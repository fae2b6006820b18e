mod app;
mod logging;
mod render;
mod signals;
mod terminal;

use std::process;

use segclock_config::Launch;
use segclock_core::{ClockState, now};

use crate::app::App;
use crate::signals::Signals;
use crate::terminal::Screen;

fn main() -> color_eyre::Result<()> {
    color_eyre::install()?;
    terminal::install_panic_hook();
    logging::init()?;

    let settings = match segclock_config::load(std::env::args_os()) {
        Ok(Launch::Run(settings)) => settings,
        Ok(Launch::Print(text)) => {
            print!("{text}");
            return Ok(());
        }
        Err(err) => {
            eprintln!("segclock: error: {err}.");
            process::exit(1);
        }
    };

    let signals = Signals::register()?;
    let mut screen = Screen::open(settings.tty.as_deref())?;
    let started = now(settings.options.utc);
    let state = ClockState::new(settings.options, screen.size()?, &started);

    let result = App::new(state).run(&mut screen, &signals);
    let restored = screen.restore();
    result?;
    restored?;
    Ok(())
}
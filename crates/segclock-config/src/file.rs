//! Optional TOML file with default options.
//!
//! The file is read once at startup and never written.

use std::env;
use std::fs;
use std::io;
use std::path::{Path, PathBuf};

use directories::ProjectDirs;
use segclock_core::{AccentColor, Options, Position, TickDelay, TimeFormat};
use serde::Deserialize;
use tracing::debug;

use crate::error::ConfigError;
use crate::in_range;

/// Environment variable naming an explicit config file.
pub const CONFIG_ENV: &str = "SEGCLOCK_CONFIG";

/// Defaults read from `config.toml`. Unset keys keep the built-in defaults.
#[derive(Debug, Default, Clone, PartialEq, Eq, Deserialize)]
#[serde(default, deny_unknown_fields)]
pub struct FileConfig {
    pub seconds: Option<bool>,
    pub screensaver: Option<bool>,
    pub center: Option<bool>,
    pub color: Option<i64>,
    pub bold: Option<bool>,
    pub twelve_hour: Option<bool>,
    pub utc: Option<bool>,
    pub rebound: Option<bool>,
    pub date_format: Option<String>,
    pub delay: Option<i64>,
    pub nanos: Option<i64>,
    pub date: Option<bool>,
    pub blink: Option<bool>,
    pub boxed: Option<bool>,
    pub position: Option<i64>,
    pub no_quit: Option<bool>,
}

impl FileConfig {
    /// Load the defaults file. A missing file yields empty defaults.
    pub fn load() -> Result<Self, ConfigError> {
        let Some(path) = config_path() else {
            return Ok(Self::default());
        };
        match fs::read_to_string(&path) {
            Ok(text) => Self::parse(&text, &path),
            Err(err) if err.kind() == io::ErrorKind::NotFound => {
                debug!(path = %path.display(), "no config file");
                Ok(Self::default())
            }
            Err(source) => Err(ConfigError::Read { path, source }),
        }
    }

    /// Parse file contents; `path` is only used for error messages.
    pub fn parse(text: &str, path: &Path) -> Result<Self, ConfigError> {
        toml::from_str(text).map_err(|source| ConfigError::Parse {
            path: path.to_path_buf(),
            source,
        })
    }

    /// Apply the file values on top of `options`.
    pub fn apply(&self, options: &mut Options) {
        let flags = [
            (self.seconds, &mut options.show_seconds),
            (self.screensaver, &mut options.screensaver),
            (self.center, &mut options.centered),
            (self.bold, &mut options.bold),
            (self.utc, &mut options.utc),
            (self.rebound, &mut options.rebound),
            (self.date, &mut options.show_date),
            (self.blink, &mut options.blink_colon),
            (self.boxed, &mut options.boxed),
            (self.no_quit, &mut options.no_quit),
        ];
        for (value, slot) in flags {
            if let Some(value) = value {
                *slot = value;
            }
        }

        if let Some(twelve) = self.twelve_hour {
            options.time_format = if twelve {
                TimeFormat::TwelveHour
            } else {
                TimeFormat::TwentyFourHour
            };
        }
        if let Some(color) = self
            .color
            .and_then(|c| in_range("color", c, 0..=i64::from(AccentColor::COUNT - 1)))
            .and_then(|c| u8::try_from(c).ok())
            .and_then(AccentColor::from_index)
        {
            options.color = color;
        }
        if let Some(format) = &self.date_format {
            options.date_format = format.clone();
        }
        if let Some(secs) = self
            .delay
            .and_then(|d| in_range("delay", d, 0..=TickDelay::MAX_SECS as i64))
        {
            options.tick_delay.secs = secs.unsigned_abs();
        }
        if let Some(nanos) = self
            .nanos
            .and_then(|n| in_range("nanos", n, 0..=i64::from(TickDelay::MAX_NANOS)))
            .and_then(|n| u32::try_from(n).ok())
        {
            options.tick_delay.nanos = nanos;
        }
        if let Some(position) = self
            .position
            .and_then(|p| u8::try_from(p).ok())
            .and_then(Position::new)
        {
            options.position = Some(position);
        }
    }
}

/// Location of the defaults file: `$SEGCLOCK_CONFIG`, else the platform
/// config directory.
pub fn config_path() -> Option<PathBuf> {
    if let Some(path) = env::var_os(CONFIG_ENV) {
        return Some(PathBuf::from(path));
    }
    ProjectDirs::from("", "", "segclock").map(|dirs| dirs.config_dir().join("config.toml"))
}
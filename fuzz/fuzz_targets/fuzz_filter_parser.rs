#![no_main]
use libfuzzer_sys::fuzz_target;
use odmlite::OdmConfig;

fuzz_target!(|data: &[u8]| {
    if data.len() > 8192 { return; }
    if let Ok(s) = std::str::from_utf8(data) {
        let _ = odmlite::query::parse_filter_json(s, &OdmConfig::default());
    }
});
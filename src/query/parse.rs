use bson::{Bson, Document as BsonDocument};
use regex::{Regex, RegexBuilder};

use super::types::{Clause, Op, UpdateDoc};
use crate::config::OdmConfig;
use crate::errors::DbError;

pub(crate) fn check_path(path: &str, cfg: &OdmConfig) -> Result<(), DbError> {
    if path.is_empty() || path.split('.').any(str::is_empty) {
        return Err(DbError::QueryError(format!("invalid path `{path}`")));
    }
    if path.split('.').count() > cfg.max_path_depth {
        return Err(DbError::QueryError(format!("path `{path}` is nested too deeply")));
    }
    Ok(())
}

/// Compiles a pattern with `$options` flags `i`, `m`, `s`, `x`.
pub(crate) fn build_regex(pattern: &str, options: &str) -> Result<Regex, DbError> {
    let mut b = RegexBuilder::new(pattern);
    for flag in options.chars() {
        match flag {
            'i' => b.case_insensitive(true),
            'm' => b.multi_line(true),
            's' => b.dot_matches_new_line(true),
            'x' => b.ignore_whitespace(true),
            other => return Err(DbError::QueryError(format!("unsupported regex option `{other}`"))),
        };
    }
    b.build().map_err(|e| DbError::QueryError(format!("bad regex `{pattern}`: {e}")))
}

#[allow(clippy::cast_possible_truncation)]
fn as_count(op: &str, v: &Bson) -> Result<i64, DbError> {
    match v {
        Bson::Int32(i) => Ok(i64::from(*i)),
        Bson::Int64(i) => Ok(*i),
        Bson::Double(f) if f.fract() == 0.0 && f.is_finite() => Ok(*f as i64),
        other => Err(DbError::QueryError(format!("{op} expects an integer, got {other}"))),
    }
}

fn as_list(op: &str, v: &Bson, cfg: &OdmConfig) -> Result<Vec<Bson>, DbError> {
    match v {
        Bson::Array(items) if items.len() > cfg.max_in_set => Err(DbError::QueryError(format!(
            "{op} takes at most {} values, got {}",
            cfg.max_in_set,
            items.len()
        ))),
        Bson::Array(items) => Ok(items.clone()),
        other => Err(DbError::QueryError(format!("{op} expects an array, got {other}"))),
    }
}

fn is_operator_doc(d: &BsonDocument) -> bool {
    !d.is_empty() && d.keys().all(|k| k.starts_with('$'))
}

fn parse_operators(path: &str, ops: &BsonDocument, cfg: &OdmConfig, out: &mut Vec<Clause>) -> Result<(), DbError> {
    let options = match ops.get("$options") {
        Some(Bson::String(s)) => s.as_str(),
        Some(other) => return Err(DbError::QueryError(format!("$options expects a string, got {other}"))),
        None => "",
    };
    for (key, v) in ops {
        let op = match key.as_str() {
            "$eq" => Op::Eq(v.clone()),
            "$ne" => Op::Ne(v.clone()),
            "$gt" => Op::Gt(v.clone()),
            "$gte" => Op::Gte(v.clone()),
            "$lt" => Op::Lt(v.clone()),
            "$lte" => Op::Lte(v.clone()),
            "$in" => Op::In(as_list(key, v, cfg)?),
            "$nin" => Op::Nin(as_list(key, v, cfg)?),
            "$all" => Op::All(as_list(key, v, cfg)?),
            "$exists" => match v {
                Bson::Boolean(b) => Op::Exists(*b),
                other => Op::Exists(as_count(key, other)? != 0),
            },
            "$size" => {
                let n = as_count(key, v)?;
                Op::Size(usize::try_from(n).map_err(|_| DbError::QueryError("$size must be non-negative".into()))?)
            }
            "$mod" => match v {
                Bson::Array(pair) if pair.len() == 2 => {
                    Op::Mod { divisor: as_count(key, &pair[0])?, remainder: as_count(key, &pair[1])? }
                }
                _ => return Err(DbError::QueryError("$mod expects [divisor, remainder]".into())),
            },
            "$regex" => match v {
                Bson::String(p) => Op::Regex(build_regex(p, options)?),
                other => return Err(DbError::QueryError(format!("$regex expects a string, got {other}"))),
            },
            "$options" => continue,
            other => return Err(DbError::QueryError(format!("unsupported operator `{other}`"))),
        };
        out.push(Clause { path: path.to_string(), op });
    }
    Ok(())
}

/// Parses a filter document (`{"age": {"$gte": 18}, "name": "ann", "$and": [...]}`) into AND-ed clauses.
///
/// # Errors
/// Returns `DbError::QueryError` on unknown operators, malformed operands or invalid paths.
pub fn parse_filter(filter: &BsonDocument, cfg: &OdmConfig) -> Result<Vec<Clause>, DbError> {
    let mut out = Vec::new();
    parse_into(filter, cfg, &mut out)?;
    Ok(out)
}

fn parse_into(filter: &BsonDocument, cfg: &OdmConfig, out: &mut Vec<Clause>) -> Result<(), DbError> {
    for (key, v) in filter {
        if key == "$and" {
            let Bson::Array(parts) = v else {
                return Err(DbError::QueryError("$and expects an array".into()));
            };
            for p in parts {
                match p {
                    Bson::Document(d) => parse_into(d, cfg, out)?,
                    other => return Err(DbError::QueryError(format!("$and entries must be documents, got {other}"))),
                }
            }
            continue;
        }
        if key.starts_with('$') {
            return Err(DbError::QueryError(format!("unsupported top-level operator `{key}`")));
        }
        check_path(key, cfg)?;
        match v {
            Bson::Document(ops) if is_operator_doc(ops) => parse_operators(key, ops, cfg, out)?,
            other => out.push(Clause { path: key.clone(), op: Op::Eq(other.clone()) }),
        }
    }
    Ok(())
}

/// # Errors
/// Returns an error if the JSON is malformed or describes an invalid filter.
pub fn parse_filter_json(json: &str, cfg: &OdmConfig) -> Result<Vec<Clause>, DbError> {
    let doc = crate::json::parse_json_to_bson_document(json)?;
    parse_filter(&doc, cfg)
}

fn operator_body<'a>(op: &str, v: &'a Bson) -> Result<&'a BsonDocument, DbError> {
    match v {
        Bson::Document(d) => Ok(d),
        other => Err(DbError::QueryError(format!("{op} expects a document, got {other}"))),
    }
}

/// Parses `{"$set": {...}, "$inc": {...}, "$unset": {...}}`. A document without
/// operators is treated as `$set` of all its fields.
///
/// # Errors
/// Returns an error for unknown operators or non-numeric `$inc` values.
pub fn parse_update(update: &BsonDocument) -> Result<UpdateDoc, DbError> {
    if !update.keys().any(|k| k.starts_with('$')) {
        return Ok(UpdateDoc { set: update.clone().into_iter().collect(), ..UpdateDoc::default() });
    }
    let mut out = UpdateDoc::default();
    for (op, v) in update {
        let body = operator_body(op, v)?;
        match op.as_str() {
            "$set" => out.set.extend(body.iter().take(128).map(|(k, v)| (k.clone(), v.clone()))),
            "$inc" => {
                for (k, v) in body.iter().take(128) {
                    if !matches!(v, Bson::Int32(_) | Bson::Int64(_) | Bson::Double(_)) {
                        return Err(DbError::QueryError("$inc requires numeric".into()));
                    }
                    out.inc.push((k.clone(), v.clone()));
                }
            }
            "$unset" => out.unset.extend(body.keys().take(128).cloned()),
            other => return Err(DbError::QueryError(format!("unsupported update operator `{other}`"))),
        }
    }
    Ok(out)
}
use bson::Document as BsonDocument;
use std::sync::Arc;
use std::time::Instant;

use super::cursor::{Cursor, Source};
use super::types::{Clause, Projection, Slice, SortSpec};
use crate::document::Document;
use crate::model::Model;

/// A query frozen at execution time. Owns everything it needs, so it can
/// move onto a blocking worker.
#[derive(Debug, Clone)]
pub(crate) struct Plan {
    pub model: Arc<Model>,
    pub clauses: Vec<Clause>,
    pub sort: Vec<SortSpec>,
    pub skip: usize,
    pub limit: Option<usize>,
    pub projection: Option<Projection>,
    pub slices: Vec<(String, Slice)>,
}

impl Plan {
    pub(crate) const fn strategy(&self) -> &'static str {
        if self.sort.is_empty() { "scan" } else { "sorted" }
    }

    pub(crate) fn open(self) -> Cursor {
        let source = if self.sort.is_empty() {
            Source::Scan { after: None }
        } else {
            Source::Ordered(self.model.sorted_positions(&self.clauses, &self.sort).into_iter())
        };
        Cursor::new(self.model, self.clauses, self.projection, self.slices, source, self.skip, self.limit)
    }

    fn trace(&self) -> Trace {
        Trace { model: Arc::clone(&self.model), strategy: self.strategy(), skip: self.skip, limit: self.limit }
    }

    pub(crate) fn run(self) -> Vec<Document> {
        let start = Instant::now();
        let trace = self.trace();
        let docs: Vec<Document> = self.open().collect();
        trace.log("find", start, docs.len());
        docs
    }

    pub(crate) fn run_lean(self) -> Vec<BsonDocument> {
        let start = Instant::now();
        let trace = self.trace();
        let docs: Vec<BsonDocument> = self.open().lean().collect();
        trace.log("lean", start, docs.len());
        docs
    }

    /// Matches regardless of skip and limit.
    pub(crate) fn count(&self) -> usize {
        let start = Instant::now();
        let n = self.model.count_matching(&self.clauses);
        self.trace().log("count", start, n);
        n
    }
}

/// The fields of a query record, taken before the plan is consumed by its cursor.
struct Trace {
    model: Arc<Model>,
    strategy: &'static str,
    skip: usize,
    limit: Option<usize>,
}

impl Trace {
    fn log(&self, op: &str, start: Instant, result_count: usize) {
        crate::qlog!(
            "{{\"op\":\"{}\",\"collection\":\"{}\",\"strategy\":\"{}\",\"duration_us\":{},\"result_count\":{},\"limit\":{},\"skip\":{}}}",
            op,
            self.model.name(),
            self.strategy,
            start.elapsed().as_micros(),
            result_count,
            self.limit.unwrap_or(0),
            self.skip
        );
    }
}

...

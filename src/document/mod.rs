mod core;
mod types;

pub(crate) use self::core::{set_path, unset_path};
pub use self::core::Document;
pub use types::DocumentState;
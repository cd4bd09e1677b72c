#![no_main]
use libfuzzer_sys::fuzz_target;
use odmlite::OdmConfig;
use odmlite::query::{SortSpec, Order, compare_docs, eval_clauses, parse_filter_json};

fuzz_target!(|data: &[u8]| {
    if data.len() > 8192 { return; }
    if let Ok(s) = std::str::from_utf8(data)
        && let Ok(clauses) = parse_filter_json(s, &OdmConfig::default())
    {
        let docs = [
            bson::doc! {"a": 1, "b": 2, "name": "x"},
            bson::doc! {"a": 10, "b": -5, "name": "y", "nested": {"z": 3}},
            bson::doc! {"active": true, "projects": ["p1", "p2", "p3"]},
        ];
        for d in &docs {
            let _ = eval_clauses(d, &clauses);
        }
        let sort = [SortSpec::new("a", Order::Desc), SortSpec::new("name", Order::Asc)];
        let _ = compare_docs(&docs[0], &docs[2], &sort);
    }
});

==

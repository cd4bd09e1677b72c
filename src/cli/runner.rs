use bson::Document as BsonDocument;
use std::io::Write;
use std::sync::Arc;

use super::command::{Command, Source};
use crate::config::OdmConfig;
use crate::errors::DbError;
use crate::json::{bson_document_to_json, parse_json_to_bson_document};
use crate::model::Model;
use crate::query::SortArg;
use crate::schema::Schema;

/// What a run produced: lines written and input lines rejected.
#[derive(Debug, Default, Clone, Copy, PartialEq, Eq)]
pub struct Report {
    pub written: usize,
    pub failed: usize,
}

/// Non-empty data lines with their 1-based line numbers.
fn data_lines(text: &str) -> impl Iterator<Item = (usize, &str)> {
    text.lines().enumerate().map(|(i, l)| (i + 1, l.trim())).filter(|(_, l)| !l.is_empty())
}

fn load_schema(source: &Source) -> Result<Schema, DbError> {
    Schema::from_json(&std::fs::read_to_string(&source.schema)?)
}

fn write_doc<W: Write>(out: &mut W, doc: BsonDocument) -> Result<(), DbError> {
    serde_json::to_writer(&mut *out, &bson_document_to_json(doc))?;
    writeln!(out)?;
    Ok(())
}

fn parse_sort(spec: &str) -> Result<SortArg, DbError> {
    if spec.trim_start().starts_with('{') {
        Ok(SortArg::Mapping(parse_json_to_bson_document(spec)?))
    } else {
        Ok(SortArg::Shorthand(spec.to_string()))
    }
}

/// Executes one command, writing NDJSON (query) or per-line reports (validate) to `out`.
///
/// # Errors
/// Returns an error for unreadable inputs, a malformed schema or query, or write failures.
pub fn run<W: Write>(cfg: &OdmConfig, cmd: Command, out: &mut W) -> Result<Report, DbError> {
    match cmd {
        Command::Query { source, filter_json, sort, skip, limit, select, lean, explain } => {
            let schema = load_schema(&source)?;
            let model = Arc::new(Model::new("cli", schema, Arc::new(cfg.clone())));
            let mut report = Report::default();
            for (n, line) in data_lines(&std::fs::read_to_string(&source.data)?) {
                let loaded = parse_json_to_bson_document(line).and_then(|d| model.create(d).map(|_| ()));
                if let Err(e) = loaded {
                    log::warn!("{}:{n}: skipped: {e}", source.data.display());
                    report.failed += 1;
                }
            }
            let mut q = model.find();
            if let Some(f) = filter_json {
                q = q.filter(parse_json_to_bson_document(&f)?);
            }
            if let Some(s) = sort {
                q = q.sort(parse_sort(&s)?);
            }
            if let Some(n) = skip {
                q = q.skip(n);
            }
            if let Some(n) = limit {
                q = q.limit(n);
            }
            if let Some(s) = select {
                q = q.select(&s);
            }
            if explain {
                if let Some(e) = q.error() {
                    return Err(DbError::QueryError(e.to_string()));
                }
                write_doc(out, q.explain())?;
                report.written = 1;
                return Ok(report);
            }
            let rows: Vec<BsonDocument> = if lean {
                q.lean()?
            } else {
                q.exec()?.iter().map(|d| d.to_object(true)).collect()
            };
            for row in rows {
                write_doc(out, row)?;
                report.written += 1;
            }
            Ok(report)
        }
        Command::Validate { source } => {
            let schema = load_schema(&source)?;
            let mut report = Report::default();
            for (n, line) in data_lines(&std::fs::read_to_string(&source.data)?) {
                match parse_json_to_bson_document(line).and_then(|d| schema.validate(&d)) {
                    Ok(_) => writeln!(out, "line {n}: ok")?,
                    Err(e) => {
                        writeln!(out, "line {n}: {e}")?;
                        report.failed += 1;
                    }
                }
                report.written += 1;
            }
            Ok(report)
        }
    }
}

▸ About this task
Look through the material above for the string "push" and copy each line that has it.

▸ Answer to this exercise
        out.push(Clause { path: path.to_string(), op });
            other => out.push(Clause { path: key.clone(), op: Op::Eq(other.clone()) }),
                    out.inc.push((k.clone(), v.clone()));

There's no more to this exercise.